On Sat, Jun 10, 2000 at 12:39:09AM +0000, Chuan-kai Lin wrote:
> > 100% agreed.  I don't want to have anyone babysit me and decide for me
> > which software I should use.  *I* want to decide if I use the non-free
> > software or not.  If the Debian project is going to do that for me I'll
> > stop using Debian.
> Couldn't have said it better myself.  We are all aware that Debian is
> all about free software, but what is free software all about?  Isn't it
> about the freedom?   Isn't it about choice?  Suppose I, as a Debian user,
> shall give up both because the developers made a political decision,
> then what the hell is all the free software in the distribution good for?

Normally I am the first person to object when people try to do things that
hide non-free software from me.  I'm not objecting here, yet I objected
strongly to a proposal to make non-free exist but never be used if you
didn't specifically know it was there and ask for it.

Let's jump off onto a tangent analogy a moment.  So-called polite society
considers things like porn mags to be bad/dirty (which in reality makes
for one hypocritical society, but that's another issue) and as a result,
you must be an adult to purchase them.  In fact, they cannot even be shown
in the stores!  You must either know the place carries them or you must
explicitly ask.  If you're in Germany you have a closer analogy - take
games such as Doom and Quake, same deal but they're software and _don't_
have a naked chick on the cover!

Anyway, this is precisely the way certain people such as RMS want non-free
software to be viewed.  (He may or may not deny that particular analogy, I
haven't bothered to ask him.  Despite our strong disagreements about
methods, I still do ask for his opinions on things which he's (naturally)
more than happy to provide..)

With all due respect, I consider such viewpoints to be an affront to my
freedom to choose whatever software I damned well please.  Let us hide
that which we don't like and hope nobody else asks for it?  I think not.
I said then that if Debian wanted to divorce non-free software it should
do so openly and without lame attempts to pretend that Debian is going to
continue to provide non-free software on its mirrors for people.

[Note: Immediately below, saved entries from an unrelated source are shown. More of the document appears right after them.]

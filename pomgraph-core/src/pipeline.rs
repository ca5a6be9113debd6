//! End-to-end graph construction: discover, read, build.

use std::path::Path;
use std::time::{Duration, Instant};
use tracing::info;

use crate::builder::build_graph;
use crate::descriptor::DescriptorCache;
use crate::error::Result;
use crate::graph::ModuleGraph;
use crate::module::MavenModule;
use crate::scanner::{scan_roots, ScanOptions};
use crate::types::RelationKind;

/// Options for [`build_module_graph`].
#[derive(Clone, Debug)]
pub struct BuildOptions {
    pub scan: ScanOptions,
    /// Relation passes to run, in order.
    pub relations: Vec<RelationKind>,
    /// Read every discovered descriptor up front on the rayon pool.
    pub parallel_reads: bool,
}

impl Default for BuildOptions {
    fn default() -> Self {
        Self {
            scan: ScanOptions::default(),
            relations: RelationKind::ALL.to_vec(),
            parallel_reads: true,
        }
    }
}

/// Outcome of a build.
#[derive(Debug)]
pub struct BuildReport {
    pub graph: ModuleGraph,
    /// Descriptors found by the scan, i.e. root modules.
    pub descriptor_count: usize,
    /// Walker entries skipped during the scan.
    pub scan_errors: usize,
    /// Descriptors actually read from disk, including sub-module and parent
    /// descriptors reached outside the scan.
    pub descriptor_reads: usize,
    pub duration: Duration,
}

/// Scan `roots` and build the module graph over every descriptor found.
pub fn build_module_graph<P: AsRef<Path>>(
    roots: &[P],
    options: &BuildOptions,
) -> Result<BuildReport> {
    let start = Instant::now();

    let scan = scan_roots(roots, &options.scan)?;

    let mut cache = DescriptorCache::new();
    if options.parallel_reads {
        cache.preload(&scan.descriptors)?;
    }

    let modules = scan
        .descriptors
        .iter()
        .map(|path| MavenModule::from_descriptor(path, &mut cache))
        .collect::<Result<Vec<_>>>()?;

    let graph = build_graph(&modules, &options.relations, &mut cache)?;

    let duration = start.elapsed();
    info!(
        "Built graph with {} nodes and {} edges from {} descriptors in {:.1}ms",
        graph.node_count(),
        graph.edge_count(),
        scan.len(),
        duration.as_secs_f64() * 1000.0
    );

    Ok(BuildReport {
        graph,
        descriptor_count: scan.len(),
        scan_errors: scan.error_count,
        descriptor_reads: cache.reads(),
        duration,
    })
}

This GR does exactly that.  Based on comments from users and even
developers along the lines that Debian "is moving exactly the wrong
direction" and that we should "embrace companies that support Linux,
regardless of their licenses", I am now convinced that Debian MUST do
something.  Maybe it won't stop people from wanting to accept or support
non-free software, maybe it won't stop what I feel is a corruption of this
project by proprietary interests promising "better than microsoft - but
not that free software stuff no.."

When I start reading DEBIAN DEVELOPERS trying to convince people that
Debian should be more open to non-free software, not less, I seriously
have to ask what the fuck they are doing in this project since they
obviously don't even support its basic principles of free software as
defined by the DFSG.

> For me, the resolution is effectively aimed at crippling the non-free
> softwares on Debian by giving up central control over it, therefore
> creating a total chaos not unlike the Redhat contrib section.  Crippling
> things using ones technical control over the domain is unforgivable,
> especially not for political reasons.  This is no better than MSFT's
> breaking DR-DOS under Windows.  However noble you consider your goals
> to be, you do not force them into other people's throats.  I can live
> without non-free software, but I cannot live with that attitude.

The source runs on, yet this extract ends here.